■ **Assigned task**
Of all the lines below, return only those starting with the line holding "repository 7b7e4859178fce4c" and going on through the line holding "pub const COUNT: usize = Self::ALL.len();", exactly as written.

BEGIN

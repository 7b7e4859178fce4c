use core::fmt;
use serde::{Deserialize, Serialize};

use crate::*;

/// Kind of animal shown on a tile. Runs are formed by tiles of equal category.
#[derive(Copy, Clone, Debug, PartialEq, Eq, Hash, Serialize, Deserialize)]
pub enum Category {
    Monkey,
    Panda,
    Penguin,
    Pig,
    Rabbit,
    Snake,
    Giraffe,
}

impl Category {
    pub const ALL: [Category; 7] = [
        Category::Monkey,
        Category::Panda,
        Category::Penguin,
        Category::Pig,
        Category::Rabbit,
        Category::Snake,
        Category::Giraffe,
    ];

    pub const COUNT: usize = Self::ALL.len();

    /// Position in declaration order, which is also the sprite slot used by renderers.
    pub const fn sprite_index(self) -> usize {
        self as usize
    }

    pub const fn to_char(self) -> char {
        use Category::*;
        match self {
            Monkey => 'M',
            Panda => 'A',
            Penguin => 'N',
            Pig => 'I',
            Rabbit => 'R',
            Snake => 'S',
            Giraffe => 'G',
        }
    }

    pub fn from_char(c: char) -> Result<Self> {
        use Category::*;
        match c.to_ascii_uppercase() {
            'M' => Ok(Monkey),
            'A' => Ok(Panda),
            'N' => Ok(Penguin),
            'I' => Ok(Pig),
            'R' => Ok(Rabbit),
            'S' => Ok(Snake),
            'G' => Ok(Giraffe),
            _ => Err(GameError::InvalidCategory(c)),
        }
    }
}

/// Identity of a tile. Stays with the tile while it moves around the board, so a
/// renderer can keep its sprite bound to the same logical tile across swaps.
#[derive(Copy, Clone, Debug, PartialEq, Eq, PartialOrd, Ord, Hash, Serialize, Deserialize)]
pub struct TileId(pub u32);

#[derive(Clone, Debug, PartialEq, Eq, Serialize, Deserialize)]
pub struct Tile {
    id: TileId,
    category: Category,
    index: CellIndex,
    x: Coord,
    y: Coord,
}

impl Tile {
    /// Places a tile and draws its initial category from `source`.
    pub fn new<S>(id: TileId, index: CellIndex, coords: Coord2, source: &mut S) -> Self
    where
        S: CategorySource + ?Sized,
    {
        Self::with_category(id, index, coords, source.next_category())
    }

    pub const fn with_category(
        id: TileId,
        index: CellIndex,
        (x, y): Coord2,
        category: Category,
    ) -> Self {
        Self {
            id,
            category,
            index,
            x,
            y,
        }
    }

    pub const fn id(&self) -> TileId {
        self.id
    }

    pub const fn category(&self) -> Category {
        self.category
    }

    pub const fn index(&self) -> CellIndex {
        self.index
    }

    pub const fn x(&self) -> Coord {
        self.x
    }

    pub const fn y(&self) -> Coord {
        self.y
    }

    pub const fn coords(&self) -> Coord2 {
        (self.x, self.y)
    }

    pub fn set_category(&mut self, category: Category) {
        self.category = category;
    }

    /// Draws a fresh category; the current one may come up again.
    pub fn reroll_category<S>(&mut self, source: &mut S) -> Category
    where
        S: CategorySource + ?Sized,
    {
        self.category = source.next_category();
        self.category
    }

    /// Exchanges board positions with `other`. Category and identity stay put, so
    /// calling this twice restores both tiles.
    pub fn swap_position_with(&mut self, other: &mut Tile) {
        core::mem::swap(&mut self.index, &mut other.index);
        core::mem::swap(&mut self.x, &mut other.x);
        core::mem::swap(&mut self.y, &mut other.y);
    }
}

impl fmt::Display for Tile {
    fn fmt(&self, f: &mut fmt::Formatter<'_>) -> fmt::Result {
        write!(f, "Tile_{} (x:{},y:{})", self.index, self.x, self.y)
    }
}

END
BEGIN

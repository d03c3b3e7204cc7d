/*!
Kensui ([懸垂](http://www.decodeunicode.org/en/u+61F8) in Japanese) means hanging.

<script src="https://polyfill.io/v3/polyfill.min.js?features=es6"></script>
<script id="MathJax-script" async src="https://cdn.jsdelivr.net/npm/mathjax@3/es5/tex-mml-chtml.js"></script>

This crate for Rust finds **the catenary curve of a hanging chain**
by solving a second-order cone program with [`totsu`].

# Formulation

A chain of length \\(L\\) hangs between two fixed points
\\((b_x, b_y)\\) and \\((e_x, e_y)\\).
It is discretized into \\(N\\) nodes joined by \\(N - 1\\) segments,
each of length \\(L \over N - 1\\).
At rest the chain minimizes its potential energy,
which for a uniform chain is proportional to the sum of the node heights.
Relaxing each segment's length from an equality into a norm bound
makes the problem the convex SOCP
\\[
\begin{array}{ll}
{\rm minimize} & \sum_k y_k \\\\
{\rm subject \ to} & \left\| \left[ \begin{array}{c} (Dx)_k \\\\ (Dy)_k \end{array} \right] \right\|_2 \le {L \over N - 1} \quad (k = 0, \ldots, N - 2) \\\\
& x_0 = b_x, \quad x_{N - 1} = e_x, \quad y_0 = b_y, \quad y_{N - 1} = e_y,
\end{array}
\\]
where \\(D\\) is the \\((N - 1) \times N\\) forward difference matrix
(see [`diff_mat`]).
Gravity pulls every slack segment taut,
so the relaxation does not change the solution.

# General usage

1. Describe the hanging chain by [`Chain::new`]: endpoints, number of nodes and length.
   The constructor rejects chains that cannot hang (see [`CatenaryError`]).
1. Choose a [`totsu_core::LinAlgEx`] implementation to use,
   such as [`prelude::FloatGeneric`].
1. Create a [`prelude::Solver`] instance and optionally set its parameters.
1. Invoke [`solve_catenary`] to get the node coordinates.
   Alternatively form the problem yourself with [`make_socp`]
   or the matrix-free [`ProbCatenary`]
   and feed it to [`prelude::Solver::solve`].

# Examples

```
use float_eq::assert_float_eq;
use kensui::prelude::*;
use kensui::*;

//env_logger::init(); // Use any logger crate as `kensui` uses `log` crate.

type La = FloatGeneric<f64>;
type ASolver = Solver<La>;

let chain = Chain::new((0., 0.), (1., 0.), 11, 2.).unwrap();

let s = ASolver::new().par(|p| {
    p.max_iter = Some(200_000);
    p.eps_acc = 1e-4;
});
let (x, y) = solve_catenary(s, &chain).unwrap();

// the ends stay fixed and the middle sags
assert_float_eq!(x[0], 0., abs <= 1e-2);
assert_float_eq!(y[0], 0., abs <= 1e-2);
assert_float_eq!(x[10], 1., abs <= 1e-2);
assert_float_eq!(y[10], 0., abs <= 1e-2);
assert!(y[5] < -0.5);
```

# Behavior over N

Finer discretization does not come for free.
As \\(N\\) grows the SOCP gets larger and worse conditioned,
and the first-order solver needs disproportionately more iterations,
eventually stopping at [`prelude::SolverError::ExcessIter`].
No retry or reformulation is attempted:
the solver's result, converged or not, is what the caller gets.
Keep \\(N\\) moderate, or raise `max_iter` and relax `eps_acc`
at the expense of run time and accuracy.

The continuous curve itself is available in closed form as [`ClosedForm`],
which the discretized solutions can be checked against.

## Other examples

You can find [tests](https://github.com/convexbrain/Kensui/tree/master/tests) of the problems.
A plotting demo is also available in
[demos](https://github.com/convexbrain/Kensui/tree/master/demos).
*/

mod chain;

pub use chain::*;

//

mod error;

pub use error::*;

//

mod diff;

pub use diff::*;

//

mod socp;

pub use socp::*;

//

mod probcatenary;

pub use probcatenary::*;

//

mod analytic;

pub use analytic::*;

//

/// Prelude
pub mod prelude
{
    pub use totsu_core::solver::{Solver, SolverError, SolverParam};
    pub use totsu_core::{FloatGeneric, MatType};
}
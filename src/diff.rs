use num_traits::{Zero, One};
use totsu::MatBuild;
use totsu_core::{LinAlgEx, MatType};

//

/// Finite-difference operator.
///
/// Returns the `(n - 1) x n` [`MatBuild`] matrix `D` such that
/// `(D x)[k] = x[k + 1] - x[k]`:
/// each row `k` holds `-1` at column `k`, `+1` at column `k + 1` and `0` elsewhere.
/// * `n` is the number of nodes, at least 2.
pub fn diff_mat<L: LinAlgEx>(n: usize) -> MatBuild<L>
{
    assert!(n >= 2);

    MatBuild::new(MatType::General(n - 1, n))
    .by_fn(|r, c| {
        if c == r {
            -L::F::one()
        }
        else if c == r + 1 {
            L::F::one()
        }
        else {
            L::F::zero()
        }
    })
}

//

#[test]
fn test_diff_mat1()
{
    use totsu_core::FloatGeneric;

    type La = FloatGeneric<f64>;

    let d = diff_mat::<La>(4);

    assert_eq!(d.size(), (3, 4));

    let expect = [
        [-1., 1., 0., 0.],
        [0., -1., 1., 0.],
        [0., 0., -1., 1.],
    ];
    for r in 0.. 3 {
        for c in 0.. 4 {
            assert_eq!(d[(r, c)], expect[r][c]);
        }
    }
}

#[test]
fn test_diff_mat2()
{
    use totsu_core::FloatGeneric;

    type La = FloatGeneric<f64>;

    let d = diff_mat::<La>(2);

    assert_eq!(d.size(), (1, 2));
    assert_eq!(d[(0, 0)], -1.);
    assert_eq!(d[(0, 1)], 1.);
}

END

■ **Result of this task**
repository 7b7e4859178fce4c
use core::fmt;
use serde::{Deserialize, Serialize};

use crate::*;

/// Kind of animal shown on a tile. Runs are formed by tiles of equal category.
#[derive(Copy, Clone, Debug, PartialEq, Eq, Hash, Serialize, Deserialize)]
pub enum Category {
    Monkey,
    Panda,
    Penguin,
    Pig,
    Rabbit,
    Snake,
    Giraffe,
}

impl Category {
    pub const ALL: [Category; 7] = [
        Category::Monkey,
        Category::Panda,
        Category::Penguin,
        Category::Pig,
        Category::Rabbit,
        Category::Snake,
        Category::Giraffe,
    ];

    pub const COUNT: usize = Self::ALL.len();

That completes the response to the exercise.